Sunday, September 21, 2008

Ruskin Bond

During the early eighties The Tribune newspaper often carried short pieces by Ruskin Bond. The write up was usually about life in the hills, ghosts, nature, common people. These short articles were extremely readable and interesting and I looked out for them. Later I read several of his stories in my daughter’s school books.

By now I have read umpteen of his works and pieced together his life. That is easy because most of his works are autobiographical and usually based on real events. He was born to British parents in 1934. His father died when he was just 10, and as he did not get along with his step-father, that made him an orphan. He grew up among various relations and even went to England for a while. But he loved India too much and returned to Dehra. He had to, more or less, fend for himself. The only thing he loved doing was writing. Making a living as a freelance writer was extremely precarious. The money was very little. But this was a young man who had been on his own nearly, ever since his father’s death. Poverty did not scare him and he learnt to get by on what little he had.

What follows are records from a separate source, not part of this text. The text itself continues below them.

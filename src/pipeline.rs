//! The archival run: discover → filter → convert + wrap → place → index.
//!
//! One sequential pass over the notebook directory. Only setup problems
//! ([`SetupError`]) abort the run, and they are all detected before any
//! notebook is converted or any page moved. Everything that can go wrong
//! for a single notebook is recorded in the [`RunReport`] and the run
//! carries on with the next one.
//!
//! ## Per-notebook decision
//!
//! ```text
//! ignored?                                  → Ignored   (no side effects)
//! source gone?                              → Missing
//! <stem>.html in notebook dir, no overwrite → Existing  (placed as-is)
//! archived page fresh in cache, no overwrite→ Cached    (left in place)
//! otherwise convert + wrap                  → Converted | Failed
//! ```
//!
//! The manifest (and so the index) holds every non-ignored stem whose page
//! ends up in the archive this run: converted or existing pages that were
//! placed, plus cache hits. Order is discovery order.
//!
//! ## Partial runs
//!
//! Pages are placed one at a time. If the process dies mid-placement, the
//! pages already moved stay archived and the rest remain in the notebook
//! directory, where the next run picks them up as existing output.

use crate::cache::{self, CacheManifest};
use crate::config::{ArchiveConfig, ConverterConfig, StylesheetConfig};
use crate::convert::Converter;
use crate::index;
use crate::page::PageTemplate;
use crate::place::{self, PlaceError, PlacementReport};
use crate::scan::{self, IgnoreSet, ScanError, SourceDocument};
use crate::stylesheet::{self, StyleFetcher, StylesheetStatus};
use crate::types::FileOutcome;
use serde::Serialize;
use std::collections::HashMap;
use std::fs;
use std::io::ErrorKind;
use std::path::{Path, PathBuf};
use thiserror::Error;
use tracing::{debug, info, warn};

/// Default frameset filename when `--index-file` is given without a value.
pub const DEFAULT_INDEX_FILENAME: &str = "index.html";

/// Fatal errors: the run stops before touching any notebook.
#[derive(Error, Debug)]
pub enum SetupError {
    #[error("Config error: {0}")]
    Config(#[from] crate::config::ConfigError),
    #[error(transparent)]
    Discover(#[from] ScanError),
    #[error(transparent)]
    ArchiveDir(#[from] PlaceError),
    #[error("archive directory {0} is the notebook directory")]
    ArchiveIsWorkDir(PathBuf),
}

/// Index generation request.
#[derive(Debug, Clone, PartialEq, Eq)]
pub struct IndexRequest {
    /// Frameset filename inside the archive directory.
    pub filename: String,
    /// Frameset `<title>`.
    pub title: String,
}

/// Everything one run needs, resolved from config and command line.
#[derive(Debug, Clone)]
pub struct RunOptions {
    /// Notebook directory; also where pages are produced before placement.
    pub work_dir: PathBuf,
    pub archive_dir: PathBuf,
    pub overwrite: bool,
    pub use_cache: bool,
    pub ignore: IgnoreSet,
    /// `None` when no index was requested.
    pub index: Option<IndexRequest>,
    pub list_filename: String,
    pub template: PageTemplate,
    pub stylesheet: StylesheetConfig,
    /// Converter settings; only hashed here, the process is run by the `Converter`.
    pub converter: ConverterConfig,
}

Several of his stories deal with this time of his life. These descriptions always bring my heart to my mouth. I feel, here is a true artist. He wrote as he felt about things. He felt deeply about the beautiful hill life, his friends, his work. The common people, that run bookshops, dhabas, ordinary shops selling wares by the roadside, all those people that look so drab to us come alive under his magic touch. It is his pure heart, that never desired too much fame or riches, that shines through his work. His only issue was to be able to pay his rent and his food bills.

Such a contrast to the flamboyant artists or novelists that try to corner huge money deals for substandard work. Art can stay alive only if it comes from the heart. I read with pleasure a quote by the crotchety old man – V S Naipaul who praised the simplicity and sincerity of Ruskin Bond.

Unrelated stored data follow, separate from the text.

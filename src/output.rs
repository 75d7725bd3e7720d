//! CLI output formatting for a run.
//!
//! # Information-First Display
//!
//! Each notebook is listed by positional index and stem with its outcome;
//! details (error text) follow as indented context lines. The archive,
//! index, and totals come after the notebook list.
//!
//! ```text
//! Notebooks
//! 001 Analysis → converted
//! 002 Scratch → up to date
//! 003 Template → ignored
//! 004 Broken → failed
//!     Error: converter exited with status 1: bad notebook
//!
//! Archive → archives
//!     Analysis.html (replaced)
//!
//! Index → archives/index.html
//!     Stylesheet: present
//!
//! 1 converted, 1 reused, 1 skipped, 1 failed
//! ```
//!
//! # Architecture
//!
//! [`format_run_summary`] is pure (returns `Vec<String>`) for testability;
//! [`print_run_summary`] writes it to stdout.

use crate::pipeline::{AssetStatus, IndexStatus, RunReport};
use crate::scan::page_filename;
use crate::types::FileOutcome;

/// Format a 1-based positional index as 3-digit zero-padded.
fn format_index(pos: usize) -> String {
    format!("{:0>3}", pos)
}

/// Return indentation string: 4 spaces per depth level.
fn indent(depth: usize) -> String {
    "    ".repeat(depth)
}

/// Format the end-of-run summary.
pub fn format_run_summary(report: &RunReport) -> Vec<String> {
    let mut lines = Vec::new();

    if report.documents.is_empty() {
        lines.push("Nothing to do: no notebooks found".to_string());
    } else {
        lines.push("Notebooks".to_string());
        for (i, doc) in report.documents.iter().enumerate() {
            lines.push(format!(
                "{} {} \u{2192} {}",
                format_index(i + 1),
                doc.stem,
                doc.outcome.label()
            ));
            if let FileOutcome::Failed(error) = &doc.outcome {
                lines.push(format!("{}Error: {}", indent(1), error));
            }
        }
    }

    let placement = &report.placement;
    if !placement.placed.is_empty() || !placement.failed.is_empty() {
        lines.push(String::new());
        lines.push(format!("Archive \u{2192} {}", report.archive_dir.display()));
        for stem in &placement.placed {
            let replaced = placement.replaced.contains(stem);
            lines.push(format!(
                "{}{}{}",
                indent(1),
                page_filename(stem),
                if replaced { " (replaced)" } else { "" }
            ));
        }
        for (stem, error) in &placement.failed {
            lines.push(format!(
                "{}{} not placed: {}",
                indent(1),
                page_filename(stem),
                error
            ));
        }
    }

    match &report.index {
        IndexStatus::NotRequested => {}
        IndexStatus::Written { path } => {
            lines.push(String::new());
            lines.push(format!("Index \u{2192} {}", path.display()));
        }
        IndexStatus::Failed { error } => {
            lines.push(String::new());
            lines.push(format!("Index not written: {}", error));
        }
    }
    if let Some(asset) = &report.stylesheet {
        let status = match asset {
            AssetStatus::Present => "present".to_string(),
            AssetStatus::Fetched => "fetched".to_string(),
            AssetStatus::Failed { error } => format!("unavailable ({})", error),
        };
        lines.push(format!("{}Stylesheet: {}", indent(1), status));
    }

    if !report.documents.is_empty() {
        lines.push(String::new());
        lines.push(format_totals(report));
    }
    lines
}

/// `N converted, N reused, N skipped, N failed`
fn format_totals(report: &RunReport) -> String {
    let converted = report.count(|o| matches!(o, FileOutcome::Converted));
    let reused = report.count(|o| matches!(o, FileOutcome::Existing | FileOutcome::Cached));
    let skipped = report.count(|o| matches!(o, FileOutcome::Ignored | FileOutcome::Missing));
    let failed = report.count(|o| matches!(o, FileOutcome::Failed(_)))
        + report.placement.failed.len();
    format!(
        "{} converted, {} reused, {} skipped, {} failed",
        converted, reused, skipped, failed
    )
}

/// Print the end-of-run summary to stdout.
pub fn print_run_summary(report: &RunReport) {
    for line in format_run_summary(report) {
        println!("{}", line);
    }
}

Be aware that there is nothing sweeping or epical about his works. There is nothing ‘Gone with the Wind’ about him, his autobiography is not ‘David Copperfield’ either. It is just Ruskin Bond writing about his life and times.

I end with a couple of quotes by Ruskin Bond, one prose and one poem:

“Dehra, in those days, was full of people living on borrowed money or no money at all. Hence, the large number of disconnected telephone and electric lines. I did not have electricity myself, simply because the previous tenant had taken off, leaving me with outstandings of over a thousand rupees, then a princely sum. My monthly income seldom exceeded five hundred rupees. No matter. There was plenty of kerosene available, and the oil-lamp lent a romantic glow to my literary endeavours.”


RAINDROP
This leaf, so complete in itself,
Is only part of the tree.
And this tree, so complete in itself,
Is only part of the forest.
And the forest runs down from the hill to the sea,
And the sea, so complete in itself,
Rests like a raindrop
In the hand of God

1 comment:

Anonymous said...

Loved the raindrop poem.Beautiful!

Thanks for posting Avdi else i would have missed reading that in my life!